What is this "standard number of occupants"?
1374 apartment units are planned for Westbard. A population of 3,000+ equates to 2.2 persons per unit. This figure is very plausible because:
-Many of the 1-bedroom units will be occupied by 2 people: couples or roommates.
-The unit mix includes 107 three-story townhomes. Bethesda realtor Matt Maury expects that many of the buyers of townhomes will include families with children.
-125 units in the Capital Properties building are to be reserved as workforce housing for municipal employees and their families,
-Some of the affordable units in the new building to be operated by the Housing Opportunities Commission will be two or more bedrooms and are intended for family occupancy.
Hence the very reasonable estimate of 3,000 people, or an average of roughly 2.2 per dwelling unit.
Thank you to the civic associations of Westmoreland Hills and Somerset for donating to the Westbard lawsuit. That is $10,000 from just those two organizations.
I hope that other Westwood area neighborhood associations will donate, too.
The lawsuit, if successful, would invalidate the current oversized sector plan and open the door to a rewrite that would do a better job of protecting the African-American cemetery site, prohibiting construction in the Willett Branch Stream buffer zone, incorporating more green space for the public and sizing the project for compatibility with the nearby neighborhoods.
I have donated to the lawsuit and hope that more neighborhood associations and area residents will join me. Every penny helps.
The lawsuit is the only chance to make meaningful changes in the design of the Westbard project.
I attended the Planning Board hearing on February 23. Despite a great deal of testimony about the lack of green space and the failure to protect Willett Branch, the Planning Board approved these aspects of the developer's plan then and there.
Although an investigation will be made about the African-American cemetery, the Macedonia Baptist Church does not think that it has been given a fair hearing by the planners or the Planning Board and is skeptical about the eventual results.
The current planning process may make a few small changes on the margins, but the lawsuit is the only possibility for significant revision. Those who are unhappy about the current plan have one avenue for change: The lawsuit.
So what did Council Candidate Pete Fosselman say at this meeting? Fosselman is being paid by taxpayers to preside over giveaways to developers in the outrageous White Oak master plan as Leggett's "White Oak Development Coordinator". 13-25 million square feet of new development 6 miles away from a metro station in an area already one of the County's most severely congested. Oh I see, we are just paying him to run for office. Good to know.

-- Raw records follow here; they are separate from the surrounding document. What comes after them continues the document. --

const WORKER_SUFFIX: &str = "You are a subagent worker. Complete only the assigned task. Keep \
     the scope narrow. Avoid broad refactors and avoid unrelated files. Do not run long/global \
     commands (full build/test) unless the task explicitly requires it. Use concise tool calls, \
     then return a final answer quickly with changed files and what remains.";

const DEFAULT_WORKER_SYSTEM: &str = "You are a reliable coding subagent.";

/// Parsed `subagent_factory` arguments, before defaulting and clamping.
#[derive(Debug, Clone, Default, PartialEq)]
pub struct FactoryInput {
    pub task_list_name: String,
    pub mega_prompt: String,
    pub split_symbol: String,
    pub split_regex: String,
    pub base_instruction: String,
    pub max_concurrency: i64,
    pub timeout_sec: i64,
    pub ttl_seconds: i64,
    pub output_dir: String,
    pub model: String,
}

impl FactoryInput {
    /// Permissive extraction from a JSON argument object; unset fields take
    /// their documented defaults.
    pub fn from_args(args: &Value) -> Self {
        Self {
            task_list_name: get_str(args, "task_list_name", ""),
            mega_prompt: get_str(args, "mega_prompt", ""),
            split_symbol: get_str(args, "split_symbol", DEFAULT_SPLIT_SYMBOL),
            split_regex: get_str(args, "split_regex", ""),
            base_instruction: get_str(args, "base_instruction", ""),
            max_concurrency: get_int(args, "max_concurrency", DEFAULT_CONCURRENCY as i64),
            timeout_sec: get_int(args, "timeout_sec", DEFAULT_TIMEOUT_SEC as i64),
            ttl_seconds: get_int(args, "ttl_seconds", DEFAULT_TTL_SEC as i64),
            output_dir: get_str(args, "output_dir", ""),
            model: get_str(args, "model", ""),
        }
    }
}

#[derive(Debug, Clone, Copy, PartialEq, Eq, Serialize, Deserialize)]
pub enum TaskStatus {
    #[serde(rename = "NOERROR")]
    NoError,
    #[serde(rename = "FAILED")]
    Failed,
    #[serde(rename = "UNKNOWN")]
    Unknown,
}

impl std::fmt::Display for TaskStatus {
    fn fmt(&self, f: &mut std::fmt::Formatter<'_>) -> std::fmt::Result {
        let s = match self {
            TaskStatus::NoError => "NOERROR",
            TaskStatus::Failed => "FAILED",
            TaskStatus::Unknown => "UNKNOWN",
        };
        f.write_str(s)
    }
}

/// One task's full record. Mutated only by its worker until stored; the
/// store then hands out clones.
#[derive(Debug, Clone)]
pub struct TaskContext {
    pub task_id: String,
    pub batch_id: String,
    pub task_list_name: String,
    pub prompt: String,
    pub prompt_preview: String,
    pub instruction: String,
    pub status: TaskStatus,
    pub error_code: String,
    pub error_message: String,
    pub output: String,
    pub output_file: String,
    pub output_hash: String,
    pub started_at: DateTime<Utc>,
    pub finished_at: DateTime<Utc>,
    pub duration_ms: i64,
    pub token_approx: i64,
    pub last_output_snippet: String,
    pub expires_at: DateTime<Utc>,
}

#[derive(Debug, Clone, Serialize, Deserialize)]
pub struct TaskBrief {
    pub task_id: String,
    pub prompt_preview: String,
    #[serde(default, skip_serializing_if = "String::is_empty")]
    pub output_hash: String,
    #[serde(default, skip_serializing_if = "String::is_empty")]
    pub error_code: String,
    #[serde(default, skip_serializing_if = "String::is_empty")]
    pub output_file: String,
}

#[derive(Debug, Clone, Serialize, Deserialize)]
pub struct BatchReport {
    pub batch_id: String,
    pub task_list_name: String,
    pub started_at: DateTime<Utc>,
    pub finished_at: DateTime<Utc>,
    pub total_started: usize,
    pub noerror: Vec<TaskBrief>,
    pub failed: Vec<TaskBrief>,
    pub unknown: Vec<TaskBrief>,
    #[serde(default)]
    pub report_file_path: String,
    pub output_dir: String,
}

/// Everything a batch needs besides the manager itself.
#[derive(Clone)]
pub struct FactoryDeps {
    pub client: Arc<CompletionClient>,
    pub editor: Arc<EditorStore>,
    pub default_model: String,
    /// Parent system prompt inherited by workers
    pub system_prompt: String,
    pub experimental: bool,
    /// Depth the spawned workers run at (parent depth + 1)
    pub child_depth: u8,
}

pub struct Manager {
    tasks: RwLock<HashMap<String, TaskContext>>,
    reports: RwLock<HashMap<String, BatchReport>>,
    scrub_stop: CancellationToken,
}

impl Manager {
    /// Construct a manager and start its 30-second scrub task.
    pub fn new() -> Arc<Self> {
        let manager = Arc::new(Self {
            tasks: RwLock::new(HashMap::new()),
            reports: RwLock::new(HashMap::new()),
            scrub_stop: CancellationToken::new(),
        });

        let weak = Arc::downgrade(&manager);
        let stop = manager.scrub_stop.clone();
        tokio::spawn(async move {
            let mut tick = tokio::time::interval(SCRUB_INTERVAL);
            tick.set_missed_tick_behavior(tokio::time::MissedTickBehavior::Delay);
            loop {
                tokio::select! {
                    _ = stop.cancelled() => return,
                    _ = tick.tick() => {}
                }
                let Some(manager) = weak.upgrade() else { return };
                manager.scrub_expired().await;
            }
        });

        manager
    }

    /// Stop the scrub task. Stored contexts stay readable until drop.
    pub fn close(&self) {
        self.scrub_stop.cancel();
    }

    /// Remove every task context whose TTL has passed.
    pub async fn scrub_expired(&self) {
        let now = Utc::now();
        let mut tasks = self.tasks.write().await;
        let before = tasks.len();
        tasks.retain(|_, task| task.expires_at > now);
        let removed = before - tasks.len();
        if removed > 0 {
            info!(removed, "scrubbed expired task contexts");
        }
    }

    /// Fixed-format summary of one task context. `consume` deletes the
    /// entry immediately after reading.
    pub async fn task_context_summary(
        &self,
        task_id: &str,
        consume: bool,
    ) -> Result<String, CoreError> {
        let id = task_id.trim();
        if id.is_empty() {
            return Err(CoreError::input("task_id is required"));
        }

        let task = {
            let tasks = self.tasks.read().await;
            tasks.get(id).cloned()
        };
        let Some(task) = task else {
            return Err(CoreError::Input(format!("task context not found: {}", id)));
        };

        let summary = format!(
            "TaskID: {}\nBatchID: {}\nStatus: {}\nErrorCode: {}\nDurationMs: {}\nPromptPreview: {}\nOutputFile: {}\nOutputHash: {}\nLastOutputSnippet: {}\nErrorMessage: {}",
            task.task_id,
            task.batch_id,
            task.status,
            task.error_code,
            task.duration_ms,
            task.prompt_preview,
            task.output_file,
            task.output_hash,
            task.last_output_snippet,
            task.error_message,
        );

        if consume {
            self.tasks.write().await.remove(id);
        }
        Ok(summary)
    }

    /// Number of stored task contexts (tests and diagnostics).
    pub async fn stored_task_count(&self) -> usize {
        self.tasks.read().await.len()
    }

    async fn store_task(&self, task: TaskContext) {
        self.tasks.write().await.insert(task.task_id.clone(), task);
    }

    /// Run one batch: split, spawn workers under the semaphore, collect,
    /// bucket, persist `report.json`.
    pub async fn run_factory(
        self: &Arc<Self>,
        ctx: &RunContext,
        input: FactoryInput,
        deps: FactoryDeps,
    ) -> Result<BatchReport, CoreError> {
        if input.mega_prompt.trim().is_empty() {
            return Err(CoreError::input("mega_prompt is required"));
        }

        let tasks = split_tasks(&input)?;
        if tasks.is_empty() {
            return Err(CoreError::input("no tasks were found after splitting"));
        }

        let task_list_name = {
            let name = sanitize_task_list_name(&input.task_list_name);
            if name.is_empty() {
                DEFAULT_TASK_LIST_NAME.to_string()
            } else {
                name
            }
        };

        let max_conc = clamp_or_default(input.max_concurrency, DEFAULT_CONCURRENCY as i64, MAX_CONCURRENCY as i64) as usize;
        let timeout_sec = clamp_or_default(input.timeout_sec, DEFAULT_TIMEOUT_SEC as i64, MAX_TIMEOUT_SEC as i64) as u64;
        let ttl_sec = clamp_or_default(input.ttl_seconds, DEFAULT_TTL_SEC as i64, MAX_TTL_SEC as i64);

        let model = {
            let m = input.model.trim();
            if m.is_empty() {
                deps.default_model.trim().to_string()
            } else {
                m.to_string()
            }
        };
        if model.is_empty() {
            return Err(CoreError::Config("model is empty".into()));
        }

        let batch_id = format!("batch_{}", unix_nanos());
        let output_dir = {
            let dir = input.output_dir.trim();
            if dir.is_empty() {
                PathBuf::from(LOCAL_DIR_NAME).join("subagents").join(&batch_id)
            } else {
                PathBuf::from(dir)
            }
        };
        tokio::fs::create_dir_all(&output_dir)
            .await
            .map_err(|e| CoreError::Input(format!("failed to create output dir: {}", e)))?;

        info!(
            batch = %batch_id,
            tasks = tasks.len(),
            concurrency = max_conc,
            timeout_sec,
            "starting subagent batch"
        );

        let started_at = Utc::now();
        let suffix = short_batch_id(&batch_id);
        let semaphore = Arc::new(Semaphore::new(max_conc));
        let instruction = input.base_instruction.trim().to_string();

        let mut handles = Vec::with_capacity(tasks.len());
        for (idx, task_prompt) in tasks.into_iter().enumerate() {
            if ctx.check().is_err() {
                break;
            }

            let sem = semaphore.clone();
            let manager = self.clone();
            let deps = deps.clone();
            let model = model.clone();
            let batch_id = batch_id.clone();
            let task_list_name = task_list_name.clone();
            let instruction = instruction.clone();
            let output_dir = output_dir.clone();
            let run_parent = ctx.clone();
            let task_id = format!("{:03}_{}_{}", idx + 1, task_list_name, suffix);

            handles.push(tokio::spawn(async move {
                let _permit = match sem.acquire_owned().await {
                    Ok(p) => p,
                    Err(_) => return None,
                };

                let started = Utc::now();
                let mut tctx = TaskContext {
                    task_id: task_id.clone(),
                    batch_id: batch_id.clone(),
                    task_list_name,
                    prompt: task_prompt.clone(),
                    prompt_preview: first_two_lines(&task_prompt),
                    instruction: instruction.clone(),
                    status: TaskStatus::Unknown,
                    error_code: String::new(),
                    error_message: String::new(),
                    output: String::new(),
                    output_file: String::new(),
                    output_hash: String::new(),
                    started_at: started,
                    finished_at: started,
                    duration_ms: 0,
                    token_approx: 0,
                    last_output_snippet: String::new(),
                    expires_at: started + chrono::Duration::seconds(ttl_sec),
                };

                let run_ctx = run_parent.with_timeout(Duration::from_secs(timeout_sec));
                let outcome =
                    run_worker(&run_ctx, &deps, &manager, &model, &task_prompt, &instruction)
                        .await;

                let finished = Utc::now();
                tctx.finished_at = finished;
                tctx.duration_ms = (finished - started).num_milliseconds();
                tctx.output = outcome.output.clone();
                tctx.token_approx = approx_tokens(&outcome.output);
                tctx.last_output_snippet = snippet(&outcome.output, SNIPPET_CHARS);

                match &outcome.error {
                    Some(err) => {
                        tctx.status = TaskStatus::Failed;
                        tctx.error_message = err.to_string();
                        tctx.error_code = classify_error(err).to_string();
                    }
                    None if outcome.output.trim().is_empty() => {
                        tctx.status = TaskStatus::Unknown;
                        tctx.error_code = "empty_output".to_string();
                    }
                    None => tctx.status = TaskStatus::NoError,
                }

                // Artifact write is best-effort: a failed write keeps the
                // context but leaves OutputFile empty.
                let output_file = output_dir.join(format!("{}.txt", task_id));
                let body = build_task_output_file(&tctx);
                match tokio::fs::write(&output_file, &body).await {
                    Ok(()) => {
                        tctx.output_file = output_file.to_string_lossy().into_owned();
                        tctx.output_hash = crate::paths::sha256_hex(&body);
                    }
                    Err(e) => {
                        warn!(task = %task_id, error = %e, "failed to write task output file")
                    }
                }

                manager.store_task(tctx.clone()).await;
                Some(tctx)
            }));
        }

        let mut all: Vec<TaskContext> = Vec::with_capacity(handles.len());
        for handle in handles {
            match handle.await {
                Ok(Some(tctx)) => all.push(tctx),
                Ok(None) => {}
                Err(e) => warn!(error = %e, "subagent worker panicked"),
            }
        }

        all.sort_by(|a, b| a.task_id.cmp(&b.task_id));

        let mut report = BatchReport {
            batch_id: batch_id.clone(),
            task_list_name: task_list_name.clone(),
            started_at,
            finished_at: Utc::now(),
            total_started: all.len(),
            noerror: Vec::new(),
            failed: Vec::new(),
            unknown: Vec::new(),
            report_file_path: String::new(),
            output_dir: output_dir.to_string_lossy().into_owned(),
        };

        for task in &all {
            let brief = TaskBrief {
                task_id: task.task_id.clone(),
                prompt_preview: task.prompt_preview.clone(),
                output_hash: task.output_hash.clone(),
                error_code: task.error_code.clone(),
                output_file: task.output_file.clone(),
            };
            match task.status {
                TaskStatus::NoError => report.noerror.push(brief),
                TaskStatus::Failed => report.failed.push(brief),
                TaskStatus::Unknown => report.unknown.push(brief),
            }
        }

        let report_file = output_dir.join("report.json");
        if let Ok(blob) = serde_json::to_string_pretty(&report) {
            if tokio::fs::write(&report_file, blob).await.is_ok() {
                report.report_file_path = report_file.to_string_lossy().into_owned();
            }
        }

        self.reports
            .write()
            .await
            .insert(report.batch_id.clone(), report.clone());

        info!(
            batch = %report.batch_id,
            noerror = report.noerror.len(),
            failed = report.failed.len(),
            unknown = report.unknown.len(),
            "subagent batch finished"
        );
        Ok(report)
    }
}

Instead of having to file lawsuits against the county you live in might I suggest voting for a couple conservatives to have a more balanced government. A government that is not completely beholden to their developer friends, special interests, and an ideology that they know what is best for us The People! Your dreams of Urbanization, electric cars, road diets, and the rest of this crap have been rejected. Wake Up!